My very rough estimate on Murphy’s six-game HR streak:

He averaged just short of one homer every 10 games, so if the probabilities are independent it would be a (1/10)^6 or a 1 in a million probability. If you want to allow for him being on a “hot streak”, and double his chances of hitting a homer in each game, the odds of the six-game streak are still about 16,000 to 1.

TKDC
Guest
TKDC

To be fair, you can’t really count the first one. Murphy is going to hit a home run at some point. So the real question is hitting one in the game specifically after that (and after that, etc.). So using your math that would be either 1 in 100,000 or 1 in 3,200.

tz
Guest
tz

Good point, you’re definitely right about that.

Brian
Guest
Brian

I don’t really believe in hot streaks, but I do believe players are capable of adjustments (mechanical tweaks, age, health swings, etc.) that shift their true talent level for hitting home runs over time. Like supposedly Murphy has rejiggered the timing of his plant foot, which has allowed him to drive the ball better. Of course this could all be ex post facto reasoning for his streak, but again, I think it’s certainly possible that his “true” power rate at this moment is better than his career rate. Having said all that, I think your one in a million odds are closer to Murphy’s actual chance of pulling off homers in 6 straight.

Nick
Guest
Nick

I don’t understand how one can “not believe in hot streaks.”

If you’ve ever played any sport in your life you would know there are cycles when you are just locked in, and cycles were you can’t get out of your own way. If there was no such thing as a hot/cold streak we could simply take a couple games of data and know how a player would perform for their entire career.

Death to Flying Things
Guest
Death to Flying Things

I don’t really believe in “streaks” either, with Brian’s caveats. In the first place, whether you believe in streaks or not, “a couple of games” is a couple of orders of magnitude too small of a sample size. But I’m sure you didn’t mean that literally. Brian is not saying that players’true abilities don’t change from year to year; he is saying that they do. Technical or strategic adjustments can dramatically change your effectiveness (see Collin McHugh for one recent example). Similarly, injuries that are moderate enough to “play through” but severe enough to impact performance are common, too. Those kinds of things don’t just happen year to year, but month to month or even game to game. So there will never be a way to project an entire career from a small sample size. But if you make the sample size small enough, you can create the illusion of a hot or cold streak. If a hitter is 100 points below his batting average over a 6-game period, we say he’s on a cold streak. If he is 100 points over his average, we say he’s on a hot streak. But both sequences happen randomly all the time, in reality.

arc
Guest
arc

Yes, everyone knows that clustering exists. That’s not what they’re disputing.

Jason B
Guest
Jason B

It’s not really a question of “believing in hot streaks”. Events cluster, and over any series of trials you’ll see plenty of 9-for-20’s, and 0-for-23’s, etc.

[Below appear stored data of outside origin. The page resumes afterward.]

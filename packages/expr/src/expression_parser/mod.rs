/**
 * Expression Parser Module
 *
 * Template grammar, packrat memo table and AST serializer
 */
pub mod ast;
pub mod memo;
pub mod parser;
pub mod serializer;

pub use ast::*;
pub use parser::Parser;
pub use serializer::{serialize, serialize_template};
//! Binding descriptors
//!
//! A descriptor ties one data key to one place in the rendered output that
//! must be rewritten when that key changes. A template that reads several keys
//! is registered once per key; a template that reads none is never bound.

use std::collections::HashSet;
use std::fmt;

use indexmap::IndexMap;
use serde::{Deserialize, Serialize};

use super::keys::KeyCache;

/// Opaque locator for the element the host writes into
#[derive(Debug, Clone, PartialEq, Eq, Hash, Serialize, Deserialize)]
#[serde(transparent)]
pub struct Target(pub String);

impl From<&str> for Target {
    fn from(locator: &str) -> Self {
        Target(locator.to_string())
    }
}

impl From<String> for Target {
    fn from(locator: String) -> Self {
        Target(locator)
    }
}

impl fmt::Display for Target {
    fn fmt(&self, f: &mut fmt::Formatter<'_>) -> fmt::Result {
        f.write_str(&self.0)
    }
}

/// How the evaluated value is written to the target
#[derive(Debug, Clone, PartialEq, Eq, Hash, Serialize, Deserialize)]
#[serde(tag = "type", rename_all = "camelCase")]
pub enum WriteKind {
    /// Element value or property; receives the raw value
    Value,
    /// Named attribute; receives the display string
    Attribute { name: String },
    /// The `index`-th text node child; receives the display string
    Text { index: usize },
}

impl WriteKind {
    pub fn wants_raw_value(&self) -> bool {
        matches!(self, WriteKind::Value)
    }
}

#[derive(Debug, Clone, PartialEq, Eq, Serialize, Deserialize)]
pub struct BindingDescriptor {
    pub key: String,
    pub expr: String,
    pub target: Target,
    pub kind: WriteKind,
}

#[derive(Debug, Default)]
pub struct BindingMap {
    by_key: IndexMap<String, Vec<BindingDescriptor>>,
    cache: KeyCache,
}

impl BindingMap {
    pub fn new() -> Self {
        Self::default()
    }

    /// Register `expr` written to `target`. Returns how many descriptors were
    /// created, one per distinct key the expression reads.
    pub fn register(&mut self, target: impl Into<Target>, kind: WriteKind, expr: &str) -> usize {
        let keys = self.cache.get(expr);
        if keys.is_empty() {
            return 0;
        }

        let target = target.into();
        for key in keys.keys() {
            self.by_key
                .entry(key.clone())
                .or_default()
                .push(BindingDescriptor {
                    key: key.clone(),
                    expr: expr.to_string(),
                    target: target.clone(),
                    kind: kind.clone(),
                });
        }
        keys.len()
    }

    /// Descriptors to re-evaluate after `changed` keys were updated. A binding
    /// registered under several changed keys is returned once.
    pub fn affected_by<I, S>(&self, changed: I) -> Vec<&BindingDescriptor>
    where
        I: IntoIterator<Item = S>,
        S: AsRef<str>,
    {
        let mut seen = HashSet::new();
        let mut affected = Vec::new();
        for key in changed {
            let Some(descriptors) = self.by_key.get(key.as_ref()) else {
                continue;
            };
            for descriptor in descriptors {
                if seen.insert((&descriptor.target, &descriptor.kind, &descriptor.expr)) {
                    affected.push(descriptor);
                }
            }
        }
        affected
    }

    pub fn descriptors_for(&self, key: &str) -> &[BindingDescriptor] {
        self.by_key.get(key).map(Vec::as_slice).unwrap_or(&[])
    }

    pub fn keys(&self) -> impl Iterator<Item = &str> {
        self.by_key.keys().map(String::as_str)
    }

    pub fn iter(&self) -> impl Iterator<Item = &BindingDescriptor> {
        self.by_key.values().flatten()
    }

    /// Number of descriptors across all keys
    pub fn len(&self) -> usize {
        self.by_key.values().map(Vec::len).sum()
    }

    pub fn is_empty(&self) -> bool {
        self.by_key.is_empty()
    }
}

It’s more a question of “do you believe that this streak has predictive value”, i.e., does that 9-for-20 streak (or 17-for-43 or 6-game HR streak or whatever) generally portend continued success/more hits in the next game(s), or does the player tend to drop back in line with “true talent” or career averages? The lion’s share of evidence shows that streaks have little predictive value, we just do a really good job of identifying them after the fact. (See also the teams that have swept their LCS series and their lack of success in the World Series)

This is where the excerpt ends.